Corporate organizations have been developing strategies that guide their operations or make an entry into a particular market. The formation of a strategy is a paradox that involves deliberate and emergent issues in the market. In the article “Perspective on Strategy: The Real Story Behind Honda’s Success”, there is a clear difference in the way in which both Americans and Japanese view Honda’s success. While Americans view the success of Honda, especially the company’s onslaught into the American market in the 1960s, as a process of conception or rather an intended process, the Japanese executives’ views are that their strategy is an emergent process (Pascale, 1984, p. 48). The view of strategy as an emergent process is that which is not planned but nevertheless realized, adopted and executed. While the American analysts and academics saw a planned logical thinking, the Honda executives did exactly the opposite; allowing corporate democracy of creative thinking to reign on their business strategies.
In the Japanese approach, it is logical to state that Honda executives adopted creative thinking as they implemented the emergent strategies for the company, both locally and internationally. Strategy as an emergent process is based on what some scholars would call invalid thoughts, with no apparent rules governing the process other than the prevailing market situation. According to Wit & Meyer (2010, p. 41), this pattern of developing a strategy is called ‘lateral thinking’; it gives the executives the freedom to decide the direction of a business depending on the prevailing market situations. In the view of the Honda story, it can safely be concluded that the executives abandoned the rules that governed the markets, and took the liberty to ensure every new idea led to another, without formal interference from the logical thinking that may have been present at the start.
The management at Honda openly adopted a chaotic work environment which is believed to have been instrumental in driving the company to the top within the shortest period no other company could have imagined. Knights & Willmott (2012, p. 2) observe that while some companies such as Harley-Davidson insisted on Strategy formation as a process of conception, Honda approached their business in a chaotic market structure, providing the fragmented market structure with what they wanted. Strategy as an emergent process also depicts how Google is run, which Larry Page describes as “moving too quickly and doing too much, not being too cautious and doing too little” (Strategic Direction, 2007). It is, thus possible to state that a lack of a chaotic and mistake-prone environment is an indication that the company is not taking enough risks, and may not be able to compete creatively. This theory of management strategy is what was used by the management of Honda to give freedom of thinking and creativity to the employees and other line executives. This has led to the adoption of a working style mostly characterized by fluidity, risk-taking, and casual approach to one’s responsibilities (Strategic Direction, 2007, p. 26).
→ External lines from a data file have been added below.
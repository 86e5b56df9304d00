//! Calculator tool — evaluates arithmetic expressions.
//!
//! Supports `+`, `-`, `*`, `/`, `%`, parentheses, unary negation, and
//! decimal numbers. A small recursive-descent evaluator over the raw
//! input; no dependencies beyond std.

use async_trait::async_trait;
use ironquill_core::ToolServiceError;

use crate::local::BuiltinTool;

pub struct CalculatorTool;

#[async_trait]
impl BuiltinTool for CalculatorTool {
    fn name(&self) -> &str {
        "calculator"
    }

    fn description(&self) -> &str {
        "Evaluate an arithmetic expression. Supports +, -, *, /, %, parentheses, and decimal numbers."
    }

    fn input_schema(&self) -> Option<serde_json::Value> {
        Some(serde_json::json!({
            "type": "object",
            "properties": {
                "expression": {
                    "type": "string",
                    "description": "The expression to evaluate, e.g. '(2 + 3) * 4'"
                }
            },
            "required": ["expression"]
        }))
    }

    async fn invoke(
        &self,
        arguments: serde_json::Value,
    ) -> std::result::Result<String, ToolServiceError> {
        let expression = arguments["expression"]
            .as_str()
            // The inline CALL_TOOL fallback wraps raw text under "input".
            .or_else(|| arguments["input"].as_str())
            .ok_or_else(|| {
                ToolServiceError::ServerError("missing 'expression' argument".into())
            })?;

        let value = evaluate(expression).map_err(ToolServiceError::ServerError)?;

        // Integers print without a trailing .0
        if value.fract() == 0.0 && value.abs() < 1e15 {
            Ok(format!("{}", value as i64))
        } else {
            Ok(format!("{value}"))
        }
    }
}

/// Evaluate an arithmetic expression string.
pub fn evaluate(expression: &str) -> Result<f64, String> {
    let mut cursor = Cursor::new(expression);
    let value = cursor.expr()?;
    cursor.skip_whitespace();
    if !cursor.at_end() {
        return Err(format!(
            "unexpected input at byte {}: '{}'",
            cursor.pos,
            cursor.remainder()
        ));
    }
    Ok(value)
}

/// A byte cursor over the expression.
///
/// Grammar:
/// ```text
/// expr   = term (('+' | '-') term)*
/// term   = factor (('*' | '/' | '%') factor)*
/// factor = '-' factor | '(' expr ')' | NUMBER
/// ```
struct Cursor<'a> {
    input: &'a [u8],
    pos: usize,
}

impl<'a> Cursor<'a> {
    fn new(input: &'a str) -> Self {
        Self {
            input: input.as_bytes(),
            pos: 0,
        }
    }

    fn expr(&mut self) -> Result<f64, String> {
        let mut value = self.term()?;
        loop {
            match self.peek_op() {
                Some(b'+') => {
                    self.pos += 1;
                    value += self.term()?;
                }
                Some(b'-') => {
                    self.pos += 1;
                    value -= self.term()?;
                }
                _ => return Ok(value),
            }
        }
    }

    fn term(&mut self) -> Result<f64, String> {
        let mut value = self.factor()?;
        loop {
            match self.peek_op() {
                Some(b'*') => {
                    self.pos += 1;
                    value *= self.factor()?;
                }
                Some(b'/') => {
                    self.pos += 1;
                    let divisor = self.factor()?;
                    if divisor == 0.0 {
                        return Err("division by zero".into());
                    }
                    value /= divisor;
                }
                Some(b'%') => {
                    self.pos += 1;
                    let divisor = self.factor()?;
                    if divisor == 0.0 {
                        return Err("division by zero".into());
                    }
                    value %= divisor;
                }
                _ => return Ok(value),
            }
        }
    }

    fn factor(&mut self) -> Result<f64, String> {
        self.skip_whitespace();
        match self.input.get(self.pos) {
            Some(b'-') => {
                self.pos += 1;
                Ok(-self.factor()?)
            }
            Some(b'(') => {
                self.pos += 1;
                let value = self.expr()?;
                self.skip_whitespace();
                if self.input.get(self.pos) != Some(&b')') {
                    return Err("missing closing parenthesis".into());
                }
                self.pos += 1;
                Ok(value)
            }
            Some(c) if c.is_ascii_digit() || *c == b'.' => self.number(),
            Some(c) => Err(format!("unexpected character '{}'", *c as char)),
            None => Err("unexpected end of expression".into()),
        }
    }

    fn number(&mut self) -> Result<f64, String> {
        let start = self.pos;
        while self
            .input
            .get(self.pos)
            .is_some_and(|c| c.is_ascii_digit() || *c == b'.')
        {
            self.pos += 1;
        }
        let text = std::str::from_utf8(&self.input[start..self.pos]).expect("ascii digits");
        text.parse::<f64>()
            .map_err(|_| format!("invalid number '{text}'"))
    }

    fn peek_op(&mut self) -> Option<u8> {
        self.skip_whitespace();
        self.input.get(self.pos).copied()
    }

    fn skip_whitespace(&mut self) {
        while self
            .input
            .get(self.pos)
            .is_some_and(|c| c.is_ascii_whitespace())
        {
            self.pos += 1;
        }
    }

    fn at_end(&self) -> bool {
        self.pos >= self.input.len()
    }

    fn remainder(&self) -> &str {
        std::str::from_utf8(&self.input[self.pos..]).unwrap_or("<non-utf8>")
    }
}

#[cfg(test)]
mod tests {
    use super::*;

    #[test]
    fn basic_arithmetic() {
        assert_eq!(evaluate("2 + 2").unwrap(), 4.0);
        assert_eq!(evaluate("10 - 3 - 2").unwrap(), 5.0);
        assert_eq!(evaluate("6 * 7").unwrap(), 42.0);
        assert_eq!(evaluate("9 / 2").unwrap(), 4.5);
        assert_eq!(evaluate("10 % 3").unwrap(), 1.0);
    }

    #[test]
    fn precedence_and_parens() {
        assert_eq!(evaluate("2 + 3 * 4").unwrap(), 14.0);
        assert_eq!(evaluate("(2 + 3) * 4").unwrap(), 20.0);
        assert_eq!(evaluate("((1))").unwrap(), 1.0);
    }

    #[test]
    fn unary_negation() {
        assert_eq!(evaluate("-5 + 3").unwrap(), -2.0);
        assert_eq!(evaluate("2 * -3").unwrap(), -6.0);
        assert_eq!(evaluate("--4").unwrap(), 4.0);
    }

    #[test]
    fn decimals() {
        assert_eq!(evaluate("0.1 + 0.2").unwrap(), 0.1 + 0.2);
        assert_eq!(evaluate(".5 * 4").unwrap(), 2.0);
    }

    #[test]
    fn division_by_zero_rejected() {
        assert!(evaluate("1 / 0").is_err());
        assert!(evaluate("1 % 0").is_err());
    }

    #[test]
    fn malformed_expressions_rejected() {
        assert!(evaluate("").is_err());
        assert!(evaluate("2 +").is_err());
        assert!(evaluate("(2 + 3").is_err());
        assert!(evaluate("2 2").is_err());
        assert!(evaluate("hello").is_err());
        assert!(evaluate("1.2.3").is_err());
    }

    #[tokio::test]
    async fn invoke_with_expression_argument() {
        let output = CalculatorTool
            .invoke(serde_json::json!({"expression": "(2 + 3) * 4"}))
            .await
            .unwrap();
        assert_eq!(output, "20");
    }

    #[tokio::test]
    async fn invoke_accepts_inline_input_fallback() {
        let output = CalculatorTool
            .invoke(serde_json::json!({"input": "2+2"}))
            .await
            .unwrap();
        assert_eq!(output, "4");
    }

    #[tokio::test]
    async fn invoke_formats_fractions() {
        let output = CalculatorTool
            .invoke(serde_json::json!({"expression": "9 / 2"}))
            .await
            .unwrap();
        assert_eq!(output, "4.5");
    }

    #[tokio::test]
    async fn invoke_without_expression_fails() {
        let err = CalculatorTool
            .invoke(serde_json::json!({}))
            .await
            .unwrap_err();
        assert!(err.to_string().contains("expression"));
    }
}
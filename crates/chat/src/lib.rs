//! The conversation core of Ironquill.
//!
//! One user **turn** flows through here as follows:
//!
//! 1. The [`ConversationManager`] appends the user message to its owned
//!    history and hands the turn to the [`ToolOrchestrator`]
//! 2. The orchestrator drives one or more **rounds** against the model
//!    endpoint, parsing each reply for tool requests
//! 3. Parsed requests are executed in order through the tool service and
//!    the outcomes folded back into the conversation as one synthetic
//!    user message
//! 4. A reply with no tool requests ends the turn; the manager then asks
//!    the [`Summarizer`] whether accumulated usage warrants condensing
//!    the history before the next turn
//!
//! The loop is bounded (default 10 rounds) and every failure domain —
//! endpoint, tool service, parser — degrades without corrupting history.

pub mod manager;
pub mod orchestrator;
pub mod parser;
pub mod summarizer;

pub use manager::ConversationManager;
pub use orchestrator::ToolOrchestrator;
pub use parser::parse_tool_requests;
pub use summarizer::{Summarizer, SummarizerConfig};
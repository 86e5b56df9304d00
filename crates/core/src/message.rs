//! Message and History domain types.
//!
//! These are the core value objects that flow through the entire system:
//! the user sends a message → the orchestration loop drives the model →
//! the assistant reply lands back in History.

use serde::{Deserialize, Serialize};

/// The role of a message sender in a conversation.
///
/// A closed set — the wire protocol knows exactly these three. Tool
/// results travel as synthetic user messages, not as a separate role.
#[derive(Debug, Clone, Copy, PartialEq, Eq, Serialize, Deserialize)]
#[serde(rename_all = "lowercase")]
pub enum Role {
    /// System instructions (identity, rules, tool catalogue)
    System,
    /// The end user
    User,
    /// The AI assistant
    Assistant,
}

/// A single message in a conversation.
///
/// Immutable once created; a message's identity is its position in
/// [`History`].
#[derive(Debug, Clone, PartialEq, Serialize, Deserialize)]
pub struct Message {
    /// Who sent this message
    pub role: Role,

    /// The text content
    pub content: String,

    /// Ask the provider not to run its built-in web search for this
    /// message. Passed through to the wire body verbatim.
    #[serde(default, skip_serializing_if = "std::ops::Not::not")]
    pub disable_search: bool,
}

impl Message {
    /// Create a new system message.
    pub fn system(content: impl Into<String>) -> Self {
        Self {
            role: Role::System,
            content: content.into(),
            disable_search: false,
        }
    }

    /// Create a new user message.
    pub fn user(content: impl Into<String>) -> Self {
        Self {
            role: Role::User,
            content: content.into(),
            disable_search: false,
        }
    }

    /// Create a user message with provider-side search disabled.
    pub fn user_no_search(content: impl Into<String>) -> Self {
        Self {
            role: Role::User,
            content: content.into(),
            disable_search: true,
        }
    }

    /// Create a new assistant message.
    pub fn assistant(content: impl Into<String>) -> Self {
        Self {
            role: Role::Assistant,
            content: content.into(),
            disable_search: false,
        }
    }
}

/// The ordered record of a conversation.
///
/// Insertion order is the conversation order and is replayed verbatim to
/// the model on every request. When history mode is enabled, index 0 is
/// always the current system prompt — it may be rewritten in place (e.g.
/// when the tool catalogue changes) but never reordered.
#[derive(Debug, Clone, Default, PartialEq, Serialize, Deserialize)]
#[serde(transparent)]
pub struct History {
    messages: Vec<Message>,
}

impl History {
    /// Create a new empty history.
    pub fn new() -> Self {
        Self::default()
    }

    /// Create a history seeded with a system prompt at index 0.
    pub fn with_system_prompt(content: impl Into<String>) -> Self {
        Self {
            messages: vec![Message::system(content)],
        }
    }

    /// Append a message.
    pub fn push(&mut self, message: Message) {
        self.messages.push(message);
    }

    pub fn len(&self) -> usize {
        self.messages.len()
    }

    pub fn is_empty(&self) -> bool {
        self.messages.is_empty()
    }

    /// Borrow the ordered messages.
    pub fn messages(&self) -> &[Message] {
        &self.messages
    }

    /// The most recently appended message, if any.
    pub fn last(&self) -> Option<&Message> {
        self.messages.last()
    }

    /// A defensive copy of the ordered messages. Callers get their own
    /// `Vec` — mutating it cannot invalidate the index-0 invariant.
    pub fn snapshot(&self) -> Vec<Message> {
        self.messages.clone()
    }

    /// Drop everything, optionally re-seeding with a single message.
    pub fn reset(&mut self, seed: Option<Message>) {
        self.messages.clear();
        if let Some(message) = seed {
            self.messages.push(message);
        }
    }

    /// The current system prompt (content of index 0), if present.
    pub fn system_prompt(&self) -> Option<&str> {
        match self.messages.first() {
            Some(m) if m.role == Role::System => Some(&m.content),
            _ => None,
        }
    }

    /// Rewrite the system prompt in place, or insert it at index 0 if the
    /// history has none yet. Never reorders existing messages.
    pub fn set_system_prompt(&mut self, content: impl Into<String>) {
        let prompt = Message::system(content);
        match self.messages.first() {
            Some(m) if m.role == Role::System => self.messages[0] = prompt,
            _ => self.messages.insert(0, prompt),
        }
    }
}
The emergent process strategy creates an environment where the employees and junior managers inherently become aware of their responsibility to be ambitious, self-motivated, and control themselves while at their place of work. In such work environment, the workers at Honda had the opportunity to put their skills and knowledge to the development of the company through creative manufacturing and marketing. Such work environments embody everyone at the company as part of the elite group of free thinking and implementation of emergent issues. This is in contrast to what many of the American executives and academics had seen in Honda’s success story.